I know that my brain did that with my violent visions and harm ocd thoughts.  It wasn’t until I started journalling and telling the truth that the combination lock on that vault started to crack open.  Once I looked inside the vault, I was horrified by what I saw.  I was also, for whatever reason, ready to look in the vault.  Like finding a map to a distant treasure, I set out on my journey to see if there was any treasure there at all or just a coffin full of pirate’s bones. I did in fact find pirate’s bones and from what I could see nothing salvageable as treasure.  The important thing though is that I reached the destination, I reached the x on the map that the treasure was believed to be buried. 

 

I found denial and I found deep secrets of who I was amongst the coffin full of bones.  It is at that point where I could have walked away, burned the map so it could never be found again and no one would even go searching.  The problem was that it was in fact a piece of me and without it I was not who I authentically said I was. 

 

Which leads me to the second point I got out of the movie which was our belief system is built throughout our lives and we can’t take all the bad memories and ship them to the unconscious and only have good ones.  It’s the bad memories that sometimes make us who we are, for good or for bad. The part that saddens me about this is that my harmful visions and intrusive thoughts led me to believe from a young age that there was a part of me that was an awful person.  There was some type of evil always flashing at me and everytime it happened my core belief system got bigger and bigger that I was not a good human being, I was sick, I was disgusting.  Even though I tried to lock it away in the vault, my belief system was built on it and eventually that belief system continued to have internal struggles. 

 

How can you be a good person?  You most definitely are a sick, sick, individual.  The internal struggle continued and the loudest part of it was saying that someone like me should not exist.  It would be best for everyone, including myself to make it end.  When it took over and I disassociated from what I think is core me, it shoved all the reasons at me that I was no good, worthless, disgusting, and there was no room in the world for people as sick as I was. 

 

The thing is, I could tell when my thoughts ended and this powerful belief system took hold and told me things that I knew weren’t true.  I couldn’t fight against them though, they were way to powerful.
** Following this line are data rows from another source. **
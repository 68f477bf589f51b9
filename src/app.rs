use std::sync::Arc;
use std::sync::mpsc;

use crate::config::AppConfig;
use crate::editor_ui::EditorModal;
use crate::generate::{GenerationBackend, HttpBackend, SlotOutcome, spawn_batch};
use crate::session::UploadedImage;
use crate::store::{GenerationRecord, Store};

/// Variation counts offered per generate action.
const VARIATION_CHOICES: [usize; 3] = [1, 2, 4];

enum Slot {
    Pending,
    Done {
        image: Arc<UploadedImage>,
        texture: egui::TextureHandle,
    },
    Failed(String),
}

impl Slot {
    fn settled(&self) -> bool {
        !matches!(self, Slot::Pending)
    }
}

pub struct ImageSparkApp {
    config: AppConfig,
    store: Store,
    backend: Option<Arc<dyn GenerationBackend>>,
    login_input: String,
    prompt: String,
    variations: usize,
    source: Option<Arc<UploadedImage>>,
    source_tex: Option<egui::TextureHandle>,
    style: Option<Arc<UploadedImage>>,
    slots: Vec<Slot>,
    batch_rx: Option<mpsc::Receiver<SlotOutcome>>,
    editor: Option<EditorModal>,
    notice: String,
}

impl ImageSparkApp {
    pub fn new(cc: &eframe::CreationContext<'_>, config: AppConfig) -> Self {
        apply_theme(&cc.egui_ctx, config.dark_mode());
        let (endpoint, api_key) = config.backend_settings();
        let backend = match HttpBackend::new(endpoint, api_key) {
            Ok(backend) => Some(Arc::new(backend) as Arc<dyn GenerationBackend>),
            Err(err) => {
                tracing::error!(%err, "failed to construct generation backend");
                None
            }
        };
        Self {
            login_input: config.username.clone().unwrap_or_default(),
            config,
            store: Store::open(),
            backend,
            prompt: String::new(),
            variations: 2,
            source: None,
            source_tex: None,
            style: None,
            slots: Vec::new(),
            batch_rx: None,
            editor: None,
            notice: String::new(),
        }
    }

    fn username(&self) -> Option<&str> {
        self.config.username.as_deref().filter(|u| !u.is_empty())
    }

    fn pick_image(&mut self, ctx: &egui::Context, as_style: bool) {
        let Some(path) = rfd::FileDialog::new()
            .add_filter("Images", &["png", "jpg", "jpeg", "webp", "bmp", "gif"])
            .pick_file()
        else {
            return;
        };
        let bytes = match std::fs::read(&path) {
            Ok(bytes) => bytes,
            Err(err) => {
                self.notice = format!("Could not read file: {err}");
                return;
            }
        };
        // Invalid input leaves the current document untouched.
        match UploadedImage::from_bytes(bytes) {
            Ok(image) => {
                let image = Arc::new(image);
                if as_style {
                    self.style = Some(image);
                } else {
                    self.source_tex = Some(upload_texture(ctx, "source_preview", &image));
                    self.source = Some(image);
                }
                self.notice.clear();
            }
            Err(err) => self.notice = err.to_string(),
        }
    }

    fn start_generation(&mut self, ctx: &egui::Context) {
        let Some(user) = self.username().map(str::to_string) else {
            self.notice = "Log in first".to_string();
            return;
        };
        let Some(source) = self.source.clone() else {
            self.notice = "Upload an image first".to_string();
            return;
        };
        let Some(backend) = self.backend.clone() else {
            self.notice = "Generation backend unavailable".to_string();
            return;
        };
        if self.batch_rx.is_some() {
            return;
        }
        // Quota gate: checked before any request goes out.
        if self.store.remaining(&user) == 0 {
            self.notice = "Daily generation quota exhausted".to_string();
            return;
        }

        // One charge per batch, regardless of per-slot outcomes.
        self.store.record_use(&user);
        self.store.push_history(
            &user,
            GenerationRecord {
                prompt: self.prompt.clone(),
                created_at: chrono::Local::now().to_rfc3339(),
                variations: self.variations as u32,
            },
        );

        self.slots = (0..self.variations).map(|_| Slot::Pending).collect();
        let ctx2 = ctx.clone();
        self.batch_rx = Some(spawn_batch(
            backend,
            source,
            self.style.clone(),
            self.prompt.clone(),
            self.variations,
            move || ctx2.request_repaint(),
        ));
        self.notice.clear();
    }

    fn poll_batch(&mut self, ctx: &egui::Context) {
        let Some(rx) = self.batch_rx.take() else {
            return;
        };
        while let Ok(outcome) = rx.try_recv() {
            let Some(slot) = self.slots.get_mut(outcome.slot) else {
                continue;
            };
            *slot = match outcome.result {
                Ok(image) => {
                    let image = Arc::new(image);
                    let name = format!("result_{}", outcome.slot);
                    Slot::Done {
                        texture: upload_texture(ctx, &name, &image),
                        image,
                    }
                }
                Err(err) => Slot::Failed(err.to_string()),
            };
        }
        if !self.slots.iter().all(Slot::settled) {
            self.batch_rx = Some(rx);
        }
    }

    fn show_login(&mut self, ctx: &egui::Context) {
        egui::Window::new("Welcome to ImageSpark")
            .collapsible(false)
            .resizable(false)
            .anchor(egui::Align2::CENTER_CENTER, [0.0, 0.0])
            .show(ctx, |ui| {
                ui.label("Pick a username to continue");
                let field = ui.text_edit_singleline(&mut self.login_input);
                let submitted =
                    field.lost_focus() && ui.input(|i| i.key_pressed(egui::Key::Enter));
                if (ui.button("Continue").clicked() || submitted)
                    && !self.login_input.trim().is_empty()
                {
                    self.config.username = Some(self.login_input.trim().to_string());
                    self.config.save();
                }
            });
    }

    fn show_compose_panel(&mut self, ctx: &egui::Context) {
        egui::SidePanel::left("compose_panel")
            .min_width(280.0)
            .show(ctx, |ui| {
                ui.add_space(6.0);
                ui.label(egui::RichText::new("Source").strong());
                if ui.button("📁 Upload image").clicked() {
                    self.pick_image(ctx, false);
                }
                if let Some(ref tex) = self.source_tex {
                    let size = tex.size_vec2();
                    let scale = (ui.available_width() / size.x).min(180.0 / size.y);
                    ui.image((tex.id(), size * scale));
                }
                ui.horizontal(|ui| {
                    if ui.small_button("Style image…").clicked() {
                        self.pick_image(ctx, true);
                    }
                    if self.style.is_some() {
                        ui.weak("set");
                        if ui.small_button("✕").clicked() {
                            self.style = None;
                        }
                    }
                });

                ui.add_space(8.0);
                ui.label(egui::RichText::new("Prompt").strong());
                ui.add(
                    egui::TextEdit::multiline(&mut self.prompt)
                        .desired_rows(3)
                        .desired_width(ui.available_width()),
                );

                ui.horizontal(|ui| {
                    ui.label("Variations");
                    for count in VARIATION_CHOICES {
                        ui.selectable_value(&mut self.variations, count, count.to_string());
                    }
                });

                ui.add_space(8.0);
                let busy = self.batch_rx.is_some();
                let label = if busy { "Generating…" } else { "✨ Generate" };
                if ui
                    .add_enabled(!busy, egui::Button::new(label))
                    .clicked()
                {
                    self.start_generation(ctx);
                }
                if let Some(user) = self.username() {
                    ui.weak(format!(
                        "{} generation(s) left today",
                        self.store.remaining(user)
                    ));
                }

                if !self.notice.is_empty() {
                    ui.add_space(6.0);
                    ui.colored_label(egui::Color32::LIGHT_RED, &self.notice);
                }

                ui.add_space(10.0);
                ui.separator();
                ui.label(egui::RichText::new("Recent").strong());
                if let Some(user) = self.username().map(str::to_string) {
                    egui::ScrollArea::vertical()
                        .id_salt("recent_scroll")
                        .auto_shrink([false, true])
                        .show(ui, |ui| {
                            for record in self.store.recent(&user) {
                                ui.horizontal(|ui| {
                                    ui.weak(format!("×{}", record.variations));
                                    ui.label(truncate(&record.prompt, 42));
                                });
                            }
                        });
                }
            });
    }

    fn show_results(&mut self, ctx: &egui::Context) {
        let mut open_editor: Option<Arc<UploadedImage>> = None;
        let mut use_as_input: Option<Arc<UploadedImage>> = None;

        egui::CentralPanel::default().show(ctx, |ui| {
            if self.slots.is_empty() {
                ui.centered_and_justified(|ui| {
                    ui.weak("Upload an image and describe the edit you want");
                });
                return;
            }
            egui::ScrollArea::vertical()
                .id_salt("results_scroll")
                .show(ui, |ui| {
                    ui.horizontal_wrapped(|ui| {
                        for slot in &self.slots {
                            ui.group(|ui| {
                                ui.set_width(260.0);
                                match slot {
                                    Slot::Pending => {
                                        ui.add_sized([260.0, 200.0], egui::Spinner::new());
                                    }
                                    Slot::Failed(message) => {
                                        ui.add_sized(
                                            [260.0, 200.0],
                                            egui::Label::new(
                                                egui::RichText::new(format!("⚠ {message}"))
                                                    .color(egui::Color32::LIGHT_RED),
                                            ),
                                        );
                                    }
                                    Slot::Done { image, texture } => {
                                        let size = texture.size_vec2();
                                        let scale = (260.0 / size.x).min(200.0 / size.y);
                                        ui.vertical(|ui| {
                                            ui.image((texture.id(), size * scale));
                                            ui.horizontal(|ui| {
                                                if ui.small_button("Edit").clicked() {
                                                    open_editor = Some(Arc::clone(image));
                                                }
                                                if ui.small_button("Use as input").clicked() {
                                                    use_as_input = Some(Arc::clone(image));
                                                }
                                            });
                                        });
                                    }
                                }
                            });
                        }
                    });
                });
        });

        if let Some(image) = open_editor {
            self.editor = Some(EditorModal::new((*image).clone()));
        }
        if let Some(image) = use_as_input {
            self.source_tex = Some(upload_texture(ctx, "source_preview", &image));
            self.source = Some(image);
        }
    }
}

impl eframe::App for ImageSparkApp {
    fn update(&mut self, ctx: &egui::Context, _frame: &mut eframe::Frame) {
        if let Some(rect) = ctx.input(|i| i.viewport().inner_rect) {
            self.config.window_width = Some(rect.width());
            self.config.window_height = Some(rect.height());
        }

        self.poll_batch(ctx);

        egui::TopBottomPanel::top("main_menu").show(ctx, |ui| {
            ui.horizontal(|ui| {
                ui.label(egui::RichText::new("ImageSpark").strong());
                ui.separator();
                if let Some(user) = self.username().map(str::to_string) {
                    ui.weak(user);
                }
                ui.with_layout(egui::Layout::right_to_left(egui::Align::Center), |ui| {
                    let label = if self.config.dark_mode() { "☀" } else { "🌙" };
                    if ui.button(label).clicked() {
                        let dark = !self.config.dark_mode();
                        self.config.theme =
                            Some(if dark { "dark" } else { "light" }.to_string());
                        apply_theme(ctx, dark);
                        self.config.save();
                    }
                });
            });
        });

        if self.username().is_none() {
            egui::CentralPanel::default().show(ctx, |_ui| {});
            self.show_login(ctx);
            return;
        }

        self.show_compose_panel(ctx);
        self.show_results(ctx);

        // Only one editor session is open at a time.
        if let Some(mut editor) = self.editor.take() {
            if editor.show(ctx) {
                self.editor = Some(editor);
            }
        }
    }

    fn on_exit(&mut self, _gl: Option<&eframe::glow::Context>) {
        self.config.save();
    }
}

fn apply_theme(ctx: &egui::Context, dark: bool) {
    ctx.set_visuals(if dark {
        egui::Visuals::dark()
    } else {
        egui::Visuals::light()
    });
}

fn upload_texture(
    ctx: &egui::Context,
    name: &str,
    image: &UploadedImage,
) -> egui::TextureHandle {
    let rgba = image.image().to_rgba8();
    let size = [rgba.width() as usize, rgba.height() as usize];
    let color = egui::ColorImage::from_rgba_unmultiplied(size, rgba.as_raw());
    ctx.load_texture(name, color, egui::TextureOptions::LINEAR)
}

fn truncate(text: &str, max_chars: usize) -> String {
    if text.chars().count() <= max_chars {
        return text.to_string();
    }
    let cut: String = text.chars().take(max_chars.saturating_sub(1)).collect();
    format!("{cut}…")
}

#[cfg(test)]
mod tests {
    use super::truncate;

    #[test]
    fn truncate_keeps_short_prompts_intact() {
        assert_eq!(truncate("sunset", 10), "sunset");
    }

    #[test]
    fn truncate_appends_an_ellipsis() {
        let out = truncate("a very long prompt about mountains", 10);
        assert_eq!(out.chars().count(), 10);
        assert!(out.ends_with('…'));
    }
}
All I could do is agree, even though I knew I felt otherwise.  My bully had made me believe all of it’s lies.  Slowly through medication, therapy, tms, and journaling I started to get stronger then the bully. 

 

No one else knows how strong your bully is. No one else can physically see your eyes bloodshot and bruised and your bloody nose.  It is only you who knows it’s there.  If you feel weak and ashamed you will never tell anyone about your bully.  The secret stays hidden and you die defending your character of being strong and perfect. 

 

I want people who are being bullied to speak up because it is the only way we know.  The only way to get them to speak up is that they not feel weak and shameful.  That is where the whole world can come in and do their part.  Each of us can save a human life by being as open about mental health as we are about diabetes.  You may never know who around you needs help but you can be the dim light that they see in the darkness, knowing you are a safe zone and a soft place to land and talking to you would not make them weak or shameful.  It comes from all of us collectively.

 

So show people your treasure maps and what kind of darkness is buried, it will inspire others to do the same and soon we will have gotten rid of all the buried bones and can all be free to find the real treasure.